*** DATASET EXCERPTS ***

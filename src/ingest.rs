use chrono::{DateTime, Utc};
use serde::Serialize;
use std::sync::Arc;
use tokio::sync::RwLock;

use crate::classify::{classify_format, LogFormat};
use crate::extract::{extract_detailed_log, extract_summary_table};
use crate::record::{RawFile, ScenarioRecord};
use crate::series::ScenarioSeries;

/// Why a file produced no records.
#[derive(Debug, Clone, Copy, PartialEq, Eq, Serialize)]
#[serde(rename_all = "camelCase")]
pub enum SkipReason {
    UnrecognizedFormat,
    MissingScenario,
    UnparsableScore,
}

#[derive(Debug, Clone, Serialize)]
#[serde(rename_all = "camelCase")]
pub struct SkipReport {
    pub file_name: String,
    pub reason: SkipReason,
}

/// Result of one ingestion batch: the updated series snapshot plus a full
/// account of everything that was skipped. Malformed input never errors.
#[derive(Debug, Clone, Serialize)]
#[serde(rename_all = "camelCase")]
pub struct IngestReport {
    pub series: ScenarioSeries,
    pub skipped: Vec<SkipReport>,
    pub ingested: usize,
}

/// Outcome of extracting a single file, before any merge.
#[derive(Debug)]
pub struct FileOutcome {
    pub records: Vec<ScenarioRecord>,
    pub skip: Option<SkipReport>,
}

/// Classify one file and run the matching extractor. Pure per-file step
/// with no shared state, so batches can fan these out in parallel.
pub fn extract_file(file: &RawFile, ingested_at: DateTime<Utc>) -> FileOutcome {
    match classify_format(&file.contents) {
        LogFormat::DetailedLog => match extract_detailed_log(file, ingested_at) {
            Ok(record) => FileOutcome {
                records: vec![record],
                skip: None,
            },
            Err(reason) => FileOutcome {
                records: Vec::new(),
                skip: Some(SkipReport {
                    file_name: file.name.clone(),
                    reason,
                }),
            },
        },
        LogFormat::SummaryTable => {
            let records = extract_summary_table(file, ingested_at);
            let skip = records.is_empty().then(|| SkipReport {
                file_name: file.name.clone(),
                reason: SkipReason::MissingScenario,
            });
            FileOutcome { records, skip }
        }
        LogFormat::Unrecognized => FileOutcome {
            records: Vec::new(),
            skip: Some(SkipReport {
                file_name: file.name.clone(),
                reason: SkipReason::UnrecognizedFormat,
            }),
        },
    }
}

/// Batch ingestion engine holding the shared per-scenario series.
///
/// Extraction runs per file on blocking tasks; the merge into the series
/// happens once per batch behind a single writer, so a batch is
/// all-or-nothing and concurrent batches cannot interleave their merges.
#[derive(Debug, Clone, Default)]
pub struct StatIngestor {
    series: Arc<RwLock<ScenarioSeries>>,
}

impl StatIngestor {
    pub fn new() -> Self {
        Self::default()
    }

    /// Ingest a batch of raw export files and return the updated snapshot
    /// plus a skip report per file that yielded nothing.
    pub async fn ingest(&self, files: Vec<RawFile>) -> IngestReport {
        let ingested_at = Utc::now();
        let file_count = files.len();

        let mut extraction_tasks = Vec::with_capacity(file_count);
        for file in files {
            extraction_tasks.push(tokio::task::spawn_blocking(move || {
                extract_file(&file, ingested_at)
            }));
        }

        let mut batch_records = Vec::new();
        let mut skipped = Vec::new();
        for task in extraction_tasks {
            match task.await {
                Ok(outcome) => {
                    batch_records.extend(outcome.records);
                    if let Some(skip) = outcome.skip {
                        skipped.push(skip);
                    }
                }
                Err(error) => {
                    tracing::error!(join_error = %error, "File extraction task failed");
                }
            }
        }

        let ingested = batch_records.len();
        let series = {
            let mut series = self.series.write().await;
            series.merge_batch(batch_records);
            series.clone()
        };

        tracing::info!(
            files = file_count,
            records_ingested = ingested,
            files_skipped = skipped.len(),
            "Ingestion batch finished"
        );
        for skip in &skipped {
            tracing::warn!(
                file_name = %skip.file_name,
                reason = ?skip.reason,
                "Export file skipped"
            );
        }

        IngestReport {
            series,
            skipped,
            ingested,
        }
    }

    /// Current immutable snapshot of the per-scenario series.
    pub async fn snapshot(&self) -> ScenarioSeries {
        self.series.read().await.clone()
    }
}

*** End of DATASET EXCERPTS ***

WORK REQUIRED:
Tally up the lines in the records containing the word "LogFormat", then give the count and nothing else.

SOLUTION BELOW:
4